The result is a shape basis vector for optimization.
Benefits
The method is very general, and does not require a geometry-based pre- and postprocessor.
The user interface is entirely within the NX Nastran environment. Shape basis vectors are updated on every design cycle, reducing the problems associated with mesh distortion for large shape changes.
Drawbacks
Some creativity is often required in the selection of loads and boundary conditions for the auxiliary boundary models. However, any combination of static loading available in NX Nastran can be used; point loads (FORCE), enforced displacements (SPCD), thermal loads (TEMP), pressure loads (PLOAD), and so on, can all be used to generate the desired shapes.
Checklist
1. Define auxiliary boundary models using one additional Bulk Data Section for each model.

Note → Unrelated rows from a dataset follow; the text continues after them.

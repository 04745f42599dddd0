#[macro_use]
extern crate arbor;
#[macro_use]
extern crate slog;

use std::error::Error;
use std::fs::{self, File};
use std::io::{self, BufRead, BufReader, BufWriter, Write};
use std::path::{Path, PathBuf};

use arbor::app::prelude::*;
use arbor::engine::Engine;
use slog::Logger;

static COLLECTIONS_FILE: &str = "collections.json";
static TAGGER_FILE: &str = "tagger.bin";
static PARSER_FILE: &str = "parser.bin";
static FREQUENCIES_FILE: &str = "relations.csv";

pub fn train<P1, P2>(
    input: P1,
    save_to: P2,
    smoothing: f32,
    frequencies: bool,
    logger: &Logger,
) -> Result<(), Box<dyn Error + Send + Sync>>
where
    P1: AsRef<Path>,
    P2: AsRef<Path>,
{
    let mut engine = Engine::new(logger.new(o!()));
    info!(logger, "treebank: {}", input.as_ref().display());
    engine.load_treebank(input.as_ref())?;
    engine.train_tagger(smoothing);
    engine.train_parser(smoothing);

    let dir = save_to.as_ref();
    fs::create_dir_all(dir)?;
    engine.save_collections(dir.join(COLLECTIONS_FILE))?;
    engine.save_tagger(dir.join(TAGGER_FILE))?;
    engine.save_parser(dir.join(PARSER_FILE))?;
    if frequencies {
        let path = dir.join(FREQUENCIES_FILE);
        let mut writer = BufWriter::new(File::create(&path)?);
        engine.export_relation_frequencies(&mut writer)?;
        writer.flush()?;
        info!(logger, "saved relation counts to `{}`", path.display());
    }
    Ok(())
}

fn load_engine<P: AsRef<Path>>(
    model_dir: P,
    with_parser: bool,
    logger: &Logger,
) -> Result<Engine, Box<dyn Error + Send + Sync>> {
    let dir = model_dir.as_ref();
    let mut engine = Engine::new(logger.new(o!()));
    engine.load_collections(dir.join(COLLECTIONS_FILE))?;
    engine.load_tagger(dir.join(TAGGER_FILE))?;
    if with_parser {
        engine.load_parser(dir.join(PARSER_FILE))?;
    }
    Ok(engine)
}

fn tag_lines<R: BufRead>(reader: R, engine: &Engine) -> Result<(), Box<dyn Error + Send + Sync>> {
    for line in reader.lines() {
        let line = line?;
        let words: Vec<&str> = line.split_whitespace().collect();
        if words.is_empty() {
            continue;
        }
        let ids = engine.encode_words(&words);
        let tags = engine.tag(&ids);
        for (word, tag) in words.iter().zip(&tags) {
            print!("{}/{} ", word, engine.describe_tag(*tag));
        }
        println!();
    }
    Ok(())
}

fn parse_lines<R: BufRead>(
    reader: R,
    engine: &Engine,
    logger: &Logger,
) -> Result<(), Box<dyn Error + Send + Sync>> {
    for line in reader.lines() {
        let line = line?;
        let words: Vec<&str> = line.split_whitespace().collect();
        if words.is_empty() {
            continue;
        }
        let ids = engine.encode_words(&words);
        let tags = engine.tag(&ids);
        match engine.parse(&tags) {
            Some(tree) => {
                let attachments = engine.attachments(words.len(), &tree);
                for (index, ((word, tag), (head, rel))) in
                    words.iter().zip(&tags).zip(&attachments).enumerate()
                {
                    println!(
                        "{}\t{}\t{}\t{}\t{}",
                        index + 1,
                        word,
                        engine.describe_tag(*tag),
                        head,
                        engine.describe_relation(*rel)
                    );
                }
                println!();
            }
            None => {
                warn!(logger, "no tree found for: {}", line);
            }
        }
    }
    Ok(())
}

pub fn tag<P1, P2>(
    model: P1,
    input: Option<P2>,
    logger: &Logger,
) -> Result<(), Box<dyn Error + Send + Sync>>
where
    P1: AsRef<Path>,
    P2: AsRef<Path>,
{
    let engine = load_engine(model, false, logger)?;
    match input {
        Some(file) => tag_lines(BufReader::new(File::open(file.as_ref())?), &engine),
        None => {
            let stdin = io::stdin();
            tag_lines(stdin.lock(), &engine)
        }
    }
}

pub fn parse<P1, P2>(
    model: P1,
    input: Option<P2>,
    logger: &Logger,
) -> Result<(), Box<dyn Error + Send + Sync>>
where
    P1: AsRef<Path>,
    P2: AsRef<Path>,
{
    let engine = load_engine(model, true, logger)?;
    match input {
        Some(file) => parse_lines(BufReader::new(File::open(file.as_ref())?), &engine, logger),
        None => {
            let stdin = io::stdin();
            parse_lines(stdin.lock(), &engine, logger)
        }
    }
}

#[derive(StructOpt, Debug)]
#[structopt(name = "arbor")]
struct Args {
    #[structopt(flatten)]
    common: CommonArgs,
    #[structopt(subcommand)]
    command: Command,
}

#[derive(StructOpt, Debug)]
enum Command {
    #[structopt(name = "train", about = "Trains models from a treebank")]
    Train(Train),
    #[structopt(name = "tag", about = "Tags tokenized sentences")]
    Tag(Tag),
    #[structopt(name = "parse", about = "Tags sentences and extracts dependency trees")]
    Parse(Parse),
}

#[derive(StructOpt, Debug)]
struct Train {
    /// A treebank file or a directory of treebank files
    #[structopt(name = "INPUT", parse(from_os_str))]
    input: PathBuf,
    /// Directory for saved models
    #[structopt(long = "save", parse(from_os_str), default_value = "models")]
    save_to: PathBuf,
    /// Additive smoothing factor for normalization
    #[structopt(long = "smoothing", default_value = "0.5")]
    smoothing: f32,
    /// Write per-tag relation counts next to the models
    #[structopt(long = "frequencies")]
    frequencies: bool,
}

#[derive(StructOpt, Debug)]
struct Tag {
    /// A directory holding trained models
    #[structopt(name = "MODEL", parse(from_os_str))]
    model: PathBuf,
    /// A file of tokenized sentences, one per line; stdin when omitted
    #[structopt(name = "INPUT", parse(from_os_str))]
    input: Option<PathBuf>,
}

#[derive(StructOpt, Debug)]
struct Parse {
    /// A directory holding trained models
    #[structopt(name = "MODEL", parse(from_os_str))]
    model: PathBuf,
    /// A file of tokenized sentences, one per line; stdin when omitted
    #[structopt(name = "INPUT", parse(from_os_str))]
    input: Option<PathBuf>,
}

main!(|args: Args, context: Context| match args.command {
    Command::Train(ref c) => {
        info!(&context.logger, "execute subcommand: {:?}", c);
        train(
            &c.input,
            &c.save_to,
            c.smoothing,
            c.frequencies,
            &context.logger,
        )
    }
    Command::Tag(ref c) => {
        info!(&context.logger, "execute subcommand: {:?}", c);
        tag(&c.model, c.input.as_ref(), &context.logger)
    }
    Command::Parse(ref c) => {
        info!(&context.logger, "execute subcommand: {:?}", c);
        parse(&c.model, c.input.as_ref(), &context.logger)
    }
});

These sections are identified with the command, BEGIN BULK AUXMODEL = n where n is the auxiliary boundary model ID.
2. Select loading and boundary conditions in Case Control using AUXCASE and AUXMODEL = n to define the auxiliary boundary model Case Control Sections.
3. Define the shape boundary conditions on the actual structure using BNDGRID Bulk Data entries. (The actual structure is often referred to as the primary structure.) In addition to defining the connection points with the auxiliary boundary model, the BNDGRID entries define those boundaries that are invariant during shape optimization.
4. Define the shape design variables using DESVAR entries, and relate these to the shape basis vectors (which the code will compute) with DVSHAP entries.